Monday, January 3, 2011

Drug Addict in the Family

It had been almost a year since DH had last heard from his little brother - who is actually not little at all, and is turning 31 soon, but generally behaves more like a teen so no one who has known him any length of time can quite believe he is truly a Grown Ass Adult. Last time we saw him, he was at a party at my parents' house in the middle of a blizzard, where one of my best friends and her husband overheard him making a phony phone call pretending to have lost his credit card - so that DH would loan him some money, which he did. Did I mention this party was actually our baby daughter's baptism, and that DH's brother was her godfather?
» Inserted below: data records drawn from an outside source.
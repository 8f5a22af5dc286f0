//! Analysis entry points.
//!
//! [`analyze`] is the uniform-output requester: whatever goes wrong — an
//! undecodable upload, a bad credential, a network failure, an empty model
//! response — the caller receives a `String` that the renderer can lay out.
//! Failures come back prefixed `"Error: "` and flow through the exact same
//! PDF path as a successful analysis; there is no separate error channel
//! downstream of this function.

use crate::config::AnalysisConfig;
use crate::error::MedscanError;
use crate::pipeline::{encode, gemini};
use crate::prompts::ANALYSIS_PROMPT;
use tracing::{info, warn};

/// Analyse one scan image; always returns renderable text.
///
/// `image_filename` is the upload's original name, used in diagnostics so a
/// decode failure names the actual file. On success: the model's response
/// exactly as returned, no post-processing. On any failure: a human-readable
/// `"Error: …"` string. One best-effort call — no retries, no timeout knob.
pub async fn analyze(image_bytes: &[u8], image_filename: &str, config: &AnalysisConfig) -> String {
    match try_analyze(image_bytes, image_filename, config).await {
        Ok(text) => text,
        Err(e) => {
            warn!("Analysis failed: {e}");
            format!("Error: {e}")
        }
    }
}

/// Fallible variant for callers that want to branch on failure instead of
/// rendering the error into the report.
pub async fn try_analyze(
    image_bytes: &[u8],
    image_filename: &str,
    config: &AnalysisConfig,
) -> Result<String, MedscanError> {
    let encoded = encode::encode_image(image_bytes, image_filename)?;
    info!("Submitting scan to model '{}'", config.model);
    gemini::generate_content(&encoded, ANALYSIS_PROMPT, config).await
}

/// Synchronous wrapper around [`analyze`].
///
/// Creates a temporary tokio runtime internally.
pub fn analyze_sync(image_bytes: &[u8], image_filename: &str, config: &AnalysisConfig) -> String {
    match tokio::runtime::Runtime::new() {
        Ok(rt) => rt.block_on(analyze(image_bytes, image_filename, config)),
        Err(e) => format!("Error: failed to create tokio runtime: {e}"),
    }
}

/// List the models that support `generateContent` for this credential.
///
/// Failures are reported as a diagnostic and yield an empty list; model
/// discovery never crashes the configuration step.
pub async fn list_models(config: &AnalysisConfig) -> Vec<String> {
    gemini::list_generate_content_models(config).await
}

#[cfg(test)]
mod tests {
    use super::*;

    #[tokio::test]
    async fn undecodable_image_folds_to_error_string() {
        let config = AnalysisConfig::builder().api_key("k").build().unwrap();
        let text = analyze(b"definitely not an image", "scan.png", &config).await;
        assert!(text.starts_with("Error: "), "got: {text}");
    }

    #[tokio::test]
    async fn decode_failure_names_the_uploaded_file() {
        let config = AnalysisConfig::builder().api_key("k").build().unwrap();
        let text = analyze(b"definitely not an image", "chest_ct.png", &config).await;
        assert!(text.contains("chest_ct.png"), "got: {text}");
    }

    #[tokio::test]
    async fn unreachable_endpoint_folds_to_error_string() {
        // Discard-port on localhost: connection refused immediately, no real traffic.
        let config = AnalysisConfig::builder()
            .api_key("k")
            .base_url("http://127.0.0.1:9/v1beta")
            .build()
            .unwrap();
        let png = {
            use image::{DynamicImage, Rgba, RgbaImage};
            let img = DynamicImage::ImageRgba8(RgbaImage::from_pixel(4, 4, Rgba([0, 0, 0, 255])));
            let mut buf = Vec::new();
            img.write_to(&mut std::io::Cursor::new(&mut buf), image::ImageFormat::Png)
                .unwrap();
            buf
        };
        let text = analyze(&png, "scan.png", &config).await;
        assert!(text.starts_with("Error: "), "got: {text}");
    }
}
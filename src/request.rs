use crate::response::ResponseBuilder;
use failure::{Error, ResultExt};
use log::debug;
use serde::Deserialize;

/// The parts of an Alexa request envelope the purchase helpers look at.
/// Everything else in the envelope is ignored.
#[derive(Deserialize, Debug, Clone, PartialEq)]
pub struct RequestEnvelope {
    #[serde(default)]
    pub version: String,
    pub request: RequestBody,
}

#[derive(Deserialize, Debug, Clone, PartialEq)]
#[serde(rename_all = "camelCase")]
pub struct RequestBody {
    #[serde(rename = "type")]
    pub reqtype: String,
    #[serde(default)]
    pub request_id: Option<String>,
    #[serde(default)]
    pub locale: Option<String>,
    #[serde(default)]
    pub intent: Option<Intent>,
    /// `Buy` or `Upsell` on a `Connections.Response`.
    #[serde(default)]
    pub name: Option<String>,
    /// Correlation token echoed back on a `Connections.Response`.
    #[serde(default)]
    pub token: Option<String>,
}

#[derive(Deserialize, Debug, Clone, PartialEq)]
pub struct Intent {
    pub name: String,
}

/// One request turn: the incoming request plus the response being built
/// for it.
#[derive(Debug, Clone)]
pub struct HandlerInput {
    pub request_envelope: RequestEnvelope,
    pub response_builder: ResponseBuilder,
}

impl HandlerInput {
    pub fn new(request_envelope: RequestEnvelope) -> HandlerInput {
        HandlerInput {
            request_envelope,
            response_builder: ResponseBuilder::new(),
        }
    }

    pub fn from_json(json: &str) -> Result<HandlerInput, Error> {
        let envelope: RequestEnvelope =
            serde_json::from_str(json).context("Could not parse request envelope")?;
        debug!("Request Type: {:?}", envelope.request.reqtype);
        Ok(HandlerInput::new(envelope))
    }

    /// Name of the intent being handled. `None` on turns that carry no
    /// intent, such as the `Connections.Response` that follows a purchase.
    pub fn intent_name(&self) -> Option<&str> {
        self.request_envelope
            .request
            .intent
            .as_ref()
            .map(|intent| intent.name.as_str())
    }
}

#[cfg(test)]
pub(crate) fn intent_request(intent: &str) -> HandlerInput {
    HandlerInput::from_json(&format!(
        r#"{{
            "version": "1.0",
            "request": {{
                "type": "IntentRequest",
                "requestId": "amzn1.echo-api.request.1",
                "locale": "en-US",
                "intent": {{ "name": "{}", "confirmationStatus": "NONE" }}
            }}
        }}"#,
        intent
    ))
    .unwrap()
}

#[cfg(test)]
pub(crate) fn connections_response() -> HandlerInput {
    HandlerInput::from_json(
        r#"{
            "version": "1.0",
            "session": { "new": false },
            "request": {
                "type": "Connections.Response",
                "requestId": "amzn1.echo-api.request.2",
                "locale": "en-US",
                "name": "Upsell",
                "status": { "code": "200", "message": "OK" },
                "payload": { "purchaseResult": "DECLINED", "productId": "amzn1.adg.product.1" },
                "token": "correlationToken"
            }
        }"#,
    )
    .unwrap()
}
Yeah.

So you can see from miles away where all of this is going.

Tonight, his brother emailed DH and both of their (divorced, now remarried) parents to reveal that in fact he is a coke and marijuana addict who is depressed, is an insomniac, was fired from his job, thinks he will probably be in legal trouble with regard to the circumstances of his firing, has no friends, has told more lies in the last 12 years than he can remember, has no identification, no documentation to be able to obtain identification, has no friends, and that his life basically sucks, and he is ashamed, sorry, and doesn't know what to do.

At this time, DH and I are trying to figure out if he is a threat to himself or to others. And what the best course of action is. Would DH hopping on a plane help matters? We live 2 time zones away but we have close friends in the city in which his brother lives in who work in psychological services, and can hopefully make some helpful suggestions/referrals.
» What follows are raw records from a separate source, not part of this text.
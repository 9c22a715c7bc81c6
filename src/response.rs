use crate::directive::Directive;
use serde::{Deserialize, Serialize};

const VERSION: &str = "1.0";

#[derive(Serialize, Deserialize, Debug, Clone, PartialEq)]
#[serde(tag = "type")]
pub enum Speech {
    PlainText { text: String },
    #[serde(rename = "SSML")]
    Ssml { ssml: String },
}

impl Speech {
    pub fn plain(text: &str) -> Speech {
        Speech::PlainText {
            text: text.to_owned(),
        }
    }

    pub fn ssml(ssml: &str) -> Speech {
        Speech::Ssml {
            ssml: ssml.to_owned(),
        }
    }
}

#[derive(Serialize, Deserialize, Debug, Clone, PartialEq)]
#[serde(rename_all = "camelCase")]
pub struct Reprompt {
    pub output_speech: Speech,
}

/// The response envelope returned to Alexa.
#[derive(Serialize, Deserialize, Debug, Clone, PartialEq)]
pub struct Response {
    pub version: String,
    pub response: ResponseBody,
}

#[derive(Serialize, Deserialize, Debug, Clone, PartialEq, Default)]
#[serde(rename_all = "camelCase")]
pub struct ResponseBody {
    #[serde(default, skip_serializing_if = "Option::is_none")]
    pub output_speech: Option<Speech>,
    #[serde(default, skip_serializing_if = "Option::is_none")]
    pub reprompt: Option<Reprompt>,
    #[serde(default, skip_serializing_if = "Vec::is_empty")]
    pub directives: Vec<Directive>,
    #[serde(default, skip_serializing_if = "Option::is_none")]
    pub should_end_session: Option<bool>,
}

/// Accumulates the parts of a response over one request turn.
///
/// `get_response` consumes the builder, so a finished response can't be
/// changed through it afterwards.
#[derive(Debug, Clone, Default)]
pub struct ResponseBuilder {
    body: ResponseBody,
}

impl ResponseBuilder {
    pub fn new() -> ResponseBuilder {
        ResponseBuilder::default()
    }

    pub fn speak(&mut self, speech: Speech) -> &mut ResponseBuilder {
        self.body.output_speech = Some(speech);
        self
    }

    pub fn reprompt(&mut self, speech: Speech) -> &mut ResponseBuilder {
        self.body.reprompt = Some(Reprompt {
            output_speech: speech,
        });
        self
    }

    pub fn add_directive(&mut self, directive: Directive) -> &mut ResponseBuilder {
        self.body.directives.push(directive);
        self
    }

    pub fn with_should_end_session(&mut self, end: bool) -> &mut ResponseBuilder {
        self.body.should_end_session = Some(end);
        self
    }

    pub fn get_response(self) -> Response {
        Response {
            version: VERSION.to_owned(),
            response: self.body,
        }
    }
}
Immediately after receiving the email, DH called his brother; they spoke for only a few minutes, then after they hung up DH just started sobbing. DH has felt a lot of what he calls survivor's guilt for having escaped their horrible family of origin, and built a healthy life for himself. DH had to fight back the knee-jerk reaction of wanting to call each of his parents (who BTW are each batshit crazy and Not Good People, but I suppose the good news is we all live on opposite coasts) because he really wants to let them know that he holds them responsible for having been such shitty parents to him, and even moreso to his brother.
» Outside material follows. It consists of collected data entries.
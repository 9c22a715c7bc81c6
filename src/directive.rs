//! `Connections.SendRequest` directives that hand the user over to the Alexa
//! purchase flow.
//!
//! Alexa routes the result of the purchase back to the skill as a
//! `Connections.Response` request carrying the same `token`.
use serde::{Deserialize, Serialize};
use uuid::Uuid;

pub const SEND_REQUEST: &str = "Connections.SendRequest";

/// Token sent when [`CorrelationToken::Literal`] is configured.
pub const LITERAL_TOKEN: &str = "correlationToken";

#[derive(Serialize, Deserialize, Debug, Clone, Copy, PartialEq)]
pub enum ConnectionName {
    Buy,
    Upsell,
}

/// How the correlation token of a directive is chosen.
#[derive(Debug, Clone, Copy, PartialEq)]
pub enum CorrelationToken {
    /// A fresh v4 uuid for every directive.
    Unique,
    /// Always `"correlationToken"`, for integrations that match on it.
    Literal,
}

impl CorrelationToken {
    pub fn issue(self) -> String {
        match self {
            CorrelationToken::Unique => Uuid::new_v4().to_string(),
            CorrelationToken::Literal => LITERAL_TOKEN.to_owned(),
        }
    }
}

#[derive(Serialize, Deserialize, Debug, Clone, PartialEq)]
pub struct Directive {
    #[serde(rename = "type")]
    pub kind: String,
    pub name: ConnectionName,
    pub payload: Payload,
    pub token: String,
}

#[derive(Serialize, Deserialize, Debug, Clone, PartialEq)]
pub struct Payload {
    #[serde(rename = "InSkillProduct")]
    pub in_skill_product: InSkillProduct,
    #[serde(
        rename = "upsellMessage",
        default,
        skip_serializing_if = "Option::is_none"
    )]
    pub upsell_message: Option<String>,
}

#[derive(Serialize, Deserialize, Debug, Clone, PartialEq)]
pub struct InSkillProduct {
    #[serde(rename = "productId")]
    pub product_id: String,
}

impl Directive {
    pub fn buy(product_id: &str, token: String) -> Directive {
        Directive::send_request(ConnectionName::Buy, product_id, None, token)
    }

    pub fn upsell(product_id: &str, upsell_message: String, token: String) -> Directive {
        Directive::send_request(
            ConnectionName::Upsell,
            product_id,
            Some(upsell_message),
            token,
        )
    }

    fn send_request(
        name: ConnectionName,
        product_id: &str,
        upsell_message: Option<String>,
        token: String,
    ) -> Directive {
        Directive {
            kind: SEND_REQUEST.to_owned(),
            name,
            payload: Payload {
                in_skill_product: InSkillProduct {
                    product_id: product_id.to_owned(),
                },
                upsell_message,
            },
            token,
        }
    }
}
As for me, I'm just sad, and I'm trying to be a good active listener, and to support DH the best I can. I suggested he set up an appointment with our therapist to process all of this. In a way, it is a real shock. The drug addiction piece does come as a surprise on the one hand, and yet on the other hand it certainly explains a lot of the behavior we've witnessed over the years but had chalked up to depression and personality disorders and general effed-up-edness.

It just feels really crazy tonight. And I feel so awful for DH.


Maria said...

I'm so sorry you and your husband are going through this. May I be the first to *highly recommend* Al-Anon, which is for friends and families of addicts of all kinds, and which will give you and especially your husband a support system full of people who really really understand what it's like.

Hang in there!

mom2boy said...

Very sorry for you both. Seconding Al-Anon. I have a crazy Not Good parent and some survivor guilt of my own. The only I know for sure is that other (adult) people's action are not my responsibility, no matter who they are or how much I love them. His brother is an adult and if he truly wants to change his life it be his choice to make, and his work to do. Nothing your husband does or has done up to this point is what will make or break the situation. I think what you are doing is just right. Hugs to you all.

Claudia said...

I wrote a post earlier, but it vanished. Anyway, ditto what they say (Hi Maria!)
Try not to get too caught up in the crazy spiral. It's just right that you play the active listener. No more.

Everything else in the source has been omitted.